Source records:
-- Opening Marker --

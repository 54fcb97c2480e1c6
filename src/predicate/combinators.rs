//! Core predicate trait and logical combinators
//!
//! This module provides the `Predicate` trait every matcher speaks, and the
//! combinators that fold several predicates over one subject into a single
//! [`PredicateResult`].
//!
//! Combinators never short-circuit on status: every child runs so the
//! aggregate message can name the whole compound condition. The only early
//! exit is a propagated [`EvaluationError`], which aborts the remaining
//! children.

use std::fmt;
use std::sync::Arc;

use crate::monoid::fold_all;
use crate::status::AnyStatus;
use crate::{
    EvaluationError, ExpectationMessage, Expression, Monoid, PredicateResult, PredicateStatus,
};

/// A composable, tri-state predicate over values of type T.
///
/// Leaf predicates and combinators share this shape, so any predicate can be
/// a child of another.
///
/// # Example
///
/// ```rust
/// use satisfy::predicate::*;
/// use satisfy::{Expression, PredicateStatus};
///
/// let in_range = be_greater_than(0).and(be_less_than(150));
/// let result = in_range.satisfies(&Expression::value(25)).unwrap();
/// assert_eq!(result.status(), PredicateStatus::Matches);
/// ```
pub trait Predicate<T>: Send + Sync {
    /// Evaluate against `actual`.
    ///
    /// `Err` is a propagated failure, not a verdict. Conditions that are
    /// merely invalid are reported as `Ok` with [`PredicateStatus::Fail`].
    fn satisfies(&self, actual: &Expression<'_, T>) -> Result<PredicateResult, EvaluationError>;
}

impl<T, F> Predicate<T> for F
where
    F: Fn(&Expression<'_, T>) -> Result<PredicateResult, EvaluationError> + Send + Sync,
{
    #[inline]
    fn satisfies(&self, actual: &Expression<'_, T>) -> Result<PredicateResult, EvaluationError> {
        self(actual)
    }
}

/// Pin a closure to the predicate signature.
///
/// Closures only implement [`Predicate`] when their argument is known to be an
/// `&Expression`; passing them through `define` lets the compiler infer that.
///
/// # Example
///
/// ```rust
/// use satisfy::predicate::define;
/// use satisfy::{Expression, ExpectationMessage, PredicateResult, PredicateStatus};
///
/// let is_even = define(|actual: &Expression<'_, i32>| {
///     let even = actual.evaluate()?.is_some_and(|n| n % 2 == 0);
///     Ok(PredicateResult::from_bool(even, ExpectationMessage::expected_actual_value_to("be even")))
/// });
/// # use satisfy::predicate::Predicate;
/// assert_eq!(is_even.satisfies(&Expression::value(4)).unwrap().status(), PredicateStatus::Matches);
/// ```
pub fn define<T, F>(predicate: F) -> F
where
    F: Fn(&Expression<'_, T>) -> Result<PredicateResult, EvaluationError> + Send + Sync,
{
    predicate
}

/// Extension trait for predicate combinators.
///
/// Both operands of `and`/`or` are always evaluated.
pub trait PredicateExt<T>: Predicate<T> + Sized {
    /// Combine with AND logic; a two-element [`AllOf`].
    ///
    /// # Example
    ///
    /// ```rust
    /// use satisfy::predicate::*;
    /// use satisfy::{Expression, PredicateStatus};
    ///
    /// let p = be_greater_than(0).and(be_less_than(100));
    /// assert_eq!(p.satisfies(&Expression::value(50)).unwrap().status(), PredicateStatus::Matches);
    /// assert_eq!(p.satisfies(&Expression::value(100)).unwrap().status(), PredicateStatus::DoesNotMatch);
    /// ```
    fn and<P: Predicate<T>>(self, other: P) -> And<Self, P> {
        And(self, other)
    }

    /// Combine with OR logic; a two-element [`AnyOf`].
    ///
    /// # Example
    ///
    /// ```rust
    /// use satisfy::predicate::*;
    /// use satisfy::{Expression, PredicateStatus};
    ///
    /// let p = be_less_than(0).or(be_greater_than(100));
    /// assert_eq!(p.satisfies(&Expression::value(150)).unwrap().status(), PredicateStatus::Matches);
    /// assert_eq!(p.satisfies(&Expression::value(50)).unwrap().status(), PredicateStatus::DoesNotMatch);
    /// ```
    fn or<P: Predicate<T>>(self, other: P) -> Or<Self, P> {
        Or(self, other)
    }

    /// Erase the concrete type so predicates of different types can share a list.
    fn boxed(self) -> BoxedPredicate<T>
    where
        Self: 'static,
    {
        BoxedPredicate::new(self)
    }
}

impl<T, P: Predicate<T>> PredicateExt<T> for P {}

/// A shared, type-erased predicate.
///
/// Cloning shares the underlying predicate, so one child can sit in several
/// compound predicates at once.
pub struct BoxedPredicate<T>(Arc<dyn Predicate<T>>);

impl<T> BoxedPredicate<T> {
    /// Erase `predicate`.
    pub fn new<P>(predicate: P) -> Self
    where
        P: Predicate<T> + 'static,
    {
        BoxedPredicate(Arc::new(predicate))
    }
}

impl<T> Clone for BoxedPredicate<T> {
    fn clone(&self) -> Self {
        BoxedPredicate(Arc::clone(&self.0))
    }
}

impl<T> fmt::Debug for BoxedPredicate<T> {
    fn fmt(&self, f: &mut fmt::Formatter<'_>) -> fmt::Result {
        f.debug_struct("BoxedPredicate").finish_non_exhaustive()
    }
}

impl<T> Predicate<T> for BoxedPredicate<T> {
    #[inline]
    fn satisfies(&self, actual: &Expression<'_, T>) -> Result<PredicateResult, EvaluationError> {
        self.0.satisfies(actual)
    }
}

/// How a combinator folds child statuses and joins their phrases.
trait Aggregation {
    type Status: Monoid + From<PredicateStatus> + Into<PredicateStatus>;
    const NAME: &'static str;
    const PREFIX: &'static str;
    const SEPARATOR: &'static str;
}

enum Every {}

impl Aggregation for Every {
    type Status = PredicateStatus;
    const NAME: &'static str = "all_of";
    const PREFIX: &'static str = "match all of: ";
    const SEPARATOR: &'static str = ", and ";
}

enum Either {}

impl Aggregation for Either {
    type Status = AnyStatus;
    const NAME: &'static str = "any_of";
    const PREFIX: &'static str = "match one of: ";
    const SEPARATOR: &'static str = ", or ";
}

fn empty_combinator<A: Aggregation>() -> PredicateResult {
    PredicateResult::new(
        PredicateStatus::Fail,
        ExpectationMessage::fail(format!(
            "{} must be called with at least one matcher",
            A::NAME
        )),
    )
}

fn evaluate_children<A, T>(
    actual: &Expression<'_, T>,
    children: &[&dyn Predicate<T>],
) -> Result<PredicateResult, EvaluationError>
where
    A: Aggregation,
    T: fmt::Debug,
{
    if children.is_empty() {
        #[cfg(feature = "tracing")]
        tracing::warn!(
            combinator = A::NAME,
            location = %actual.location(),
            "combinator evaluated without any matcher"
        );
        return Ok(empty_combinator::<A>());
    }

    let mut outcomes = Vec::with_capacity(children.len());
    for child in children {
        let result = child.satisfies(actual)?;
        #[cfg(feature = "tracing")]
        tracing::trace!(
            combinator = A::NAME,
            index = outcomes.len(),
            status = %result.status(),
            "child evaluated"
        );
        let phrase = format!("{{{}}}", result.message().expected_message());
        outcomes.push((A::Status::from(result.status()), vec![phrase]));
    }

    let (status, phrases) = fold_all(outcomes);
    let status: PredicateStatus = status.into();
    let phrase = format!("{}{}", A::PREFIX, phrases.join(A::SEPARATOR));
    let message = match actual.evaluate()? {
        Some(value) => ExpectationMessage::expected_custom_value_to(phrase, format!("{:?}", value)),
        None => ExpectationMessage::expected_actual_value_to(phrase),
    };

    #[cfg(feature = "tracing")]
    tracing::debug!(
        combinator = A::NAME,
        children = children.len(),
        status = %status,
        "combinator aggregated"
    );

    Ok(PredicateResult::new(status, message))
}

/// Matches when every child matches.
///
/// Status aggregation: any `Fail` makes the result `Fail`; otherwise any
/// `DoesNotMatch` makes it `DoesNotMatch`. An empty list is a configuration
/// error and always yields `Fail`.
///
/// A present subject is rendered with its `Debug` form, so string subjects
/// show up quoted (`got "a"`). Wrap the subject in a type with a custom
/// `Debug` impl, as `bridge::HostValue` does, to change that.
///
/// # Example
///
/// ```rust
/// use satisfy::predicate::*;
/// use satisfy::{Expression, PredicateStatus};
///
/// let bounds = all_of([be_greater_than(0), be_greater_than(-10)]);
/// let result = bounds.satisfies(&Expression::value(-5)).unwrap();
/// assert_eq!(result.status(), PredicateStatus::DoesNotMatch);
/// assert_eq!(
///     result.message().to_string(),
///     "expected to match all of: {be greater than <0>}, and {be greater than <-10>}, got -5"
/// );
/// ```
#[derive(Clone, Debug)]
pub struct AllOf<P> {
    predicates: Vec<P>,
}

impl<P> AllOf<P> {
    /// The children, in evaluation order.
    pub fn predicates(&self) -> &[P] {
        &self.predicates
    }
}

impl<T: fmt::Debug, P: Predicate<T>> Predicate<T> for AllOf<P> {
    fn satisfies(&self, actual: &Expression<'_, T>) -> Result<PredicateResult, EvaluationError> {
        let children: Vec<&dyn Predicate<T>> = self
            .predicates
            .iter()
            .map(|p| p as &dyn Predicate<T>)
            .collect();
        evaluate_children::<Every, T>(actual, &children)
    }
}

/// Create a predicate that matches when all given predicates match.
///
/// Accepts any ordered collection: arrays for homogeneous predicates, or a
/// `Vec<BoxedPredicate<T>>` for mixed ones. The [`all_of!`](crate::all_of!)
/// macro builds the boxed form from a variadic list.
pub fn all_of<P, I>(predicates: I) -> AllOf<P>
where
    I: IntoIterator<Item = P>,
{
    AllOf {
        predicates: predicates.into_iter().collect(),
    }
}

/// Matches when at least one child matches.
///
/// Status aggregation: any `Fail` makes the result `Fail`; otherwise any
/// `Matches` makes it `Matches`. An empty list always yields `Fail`.
///
/// # Example
///
/// ```rust
/// use satisfy::predicate::*;
/// use satisfy::{Expression, PredicateStatus};
///
/// let special = any_of([equal(1), equal(5), equal(10)]);
/// assert_eq!(special.satisfies(&Expression::value(5)).unwrap().status(), PredicateStatus::Matches);
/// assert_eq!(special.satisfies(&Expression::value(7)).unwrap().status(), PredicateStatus::DoesNotMatch);
/// ```
#[derive(Clone, Debug)]
pub struct AnyOf<P> {
    predicates: Vec<P>,
}

impl<P> AnyOf<P> {
    /// The children, in evaluation order.
    pub fn predicates(&self) -> &[P] {
        &self.predicates
    }
}

impl<T: fmt::Debug, P: Predicate<T>> Predicate<T> for AnyOf<P> {
    fn satisfies(&self, actual: &Expression<'_, T>) -> Result<PredicateResult, EvaluationError> {
        let children: Vec<&dyn Predicate<T>> = self
            .predicates
            .iter()
            .map(|p| p as &dyn Predicate<T>)
            .collect();
        evaluate_children::<Either, T>(actual, &children)
    }
}

/// Create a predicate that matches when any given predicate matches.
pub fn any_of<P, I>(predicates: I) -> AnyOf<P>
where
    I: IntoIterator<Item = P>,
{
    AnyOf {
        predicates: predicates.into_iter().collect(),
    }
}

/// AND of two predicates of possibly different types.
///
/// Evaluates and reports exactly like a two-element [`AllOf`].
#[derive(Clone, Copy, Debug)]
pub struct And<P1, P2>(pub P1, pub P2);

impl<T: fmt::Debug, P1: Predicate<T>, P2: Predicate<T>> Predicate<T> for And<P1, P2> {
    fn satisfies(&self, actual: &Expression<'_, T>) -> Result<PredicateResult, EvaluationError> {
        evaluate_children::<Every, T>(actual, &[&self.0 as &dyn Predicate<T>, &self.1])
    }
}

/// OR of two predicates of possibly different types.
///
/// Evaluates and reports exactly like a two-element [`AnyOf`].
#[derive(Clone, Copy, Debug)]
pub struct Or<P1, P2>(pub P1, pub P2);

impl<T: fmt::Debug, P1: Predicate<T>, P2: Predicate<T>> Predicate<T> for Or<P1, P2> {
    fn satisfies(&self, actual: &Expression<'_, T>) -> Result<PredicateResult, EvaluationError> {
        evaluate_children::<Either, T>(actual, &[&self.0 as &dyn Predicate<T>, &self.1])
    }
}

/// `a & b` builds [`And`], `a | b` builds [`Or`].
macro_rules! impl_compose_operators {
    ($([$($g:ident),*] $ty:ty),+ $(,)?) => {
        $(
            impl<$($g,)* Rhs> ::std::ops::BitAnd<Rhs> for $ty {
                type Output = $crate::predicate::And<Self, Rhs>;

                fn bitand(self, rhs: Rhs) -> Self::Output {
                    $crate::predicate::And(self, rhs)
                }
            }

            impl<$($g,)* Rhs> ::std::ops::BitOr<Rhs> for $ty {
                type Output = $crate::predicate::Or<Self, Rhs>;

                fn bitor(self, rhs: Rhs) -> Self::Output {
                    $crate::predicate::Or(self, rhs)
                }
            }
        )+
    };
}

pub(crate) use impl_compose_operators;

impl_compose_operators!(
    [P] AllOf<P>,
    [P] AnyOf<P>,
    [P1, P2] And<P1, P2>,
    [P1, P2] Or<P1, P2>,
    [T] BoxedPredicate<T>,
);

/// Variadic [`all_of`](crate::predicate::all_of) over predicates of mixed types.
///
/// Each argument is boxed into a [`BoxedPredicate`], then forwarded to the
/// list form.
///
/// # Example
///
/// ```rust
/// use satisfy::predicate::*;
/// use satisfy::{all_of, Expression, PredicateStatus};
///
/// let p = all_of![be_greater_than(1), be_less_than(10), equal(5)];
/// assert_eq!(p.satisfies(&Expression::value(5)).unwrap().status(), PredicateStatus::Matches);
/// ```
#[macro_export]
macro_rules! all_of {
    ($($predicate:expr),* $(,)?) => {
        $crate::predicate::all_of(::std::vec![
            $($crate::predicate::BoxedPredicate::new($predicate)),*
        ])
    };
}

/// Variadic [`any_of`](crate::predicate::any_of) over predicates of mixed types.
#[macro_export]
macro_rules! any_of {
    ($($predicate:expr),* $(,)?) => {
        $crate::predicate::any_of(::std::vec![
            $($crate::predicate::BoxedPredicate::new($predicate)),*
        ])
    };
}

-- Closing Marker --

:: To do ::
The expected answer is each line of the records above that includes the string "only".

:: Solution ::
//! aggregate message can name the whole compound condition. The only early
/// Closures only implement [`Predicate`] when their argument is known to be an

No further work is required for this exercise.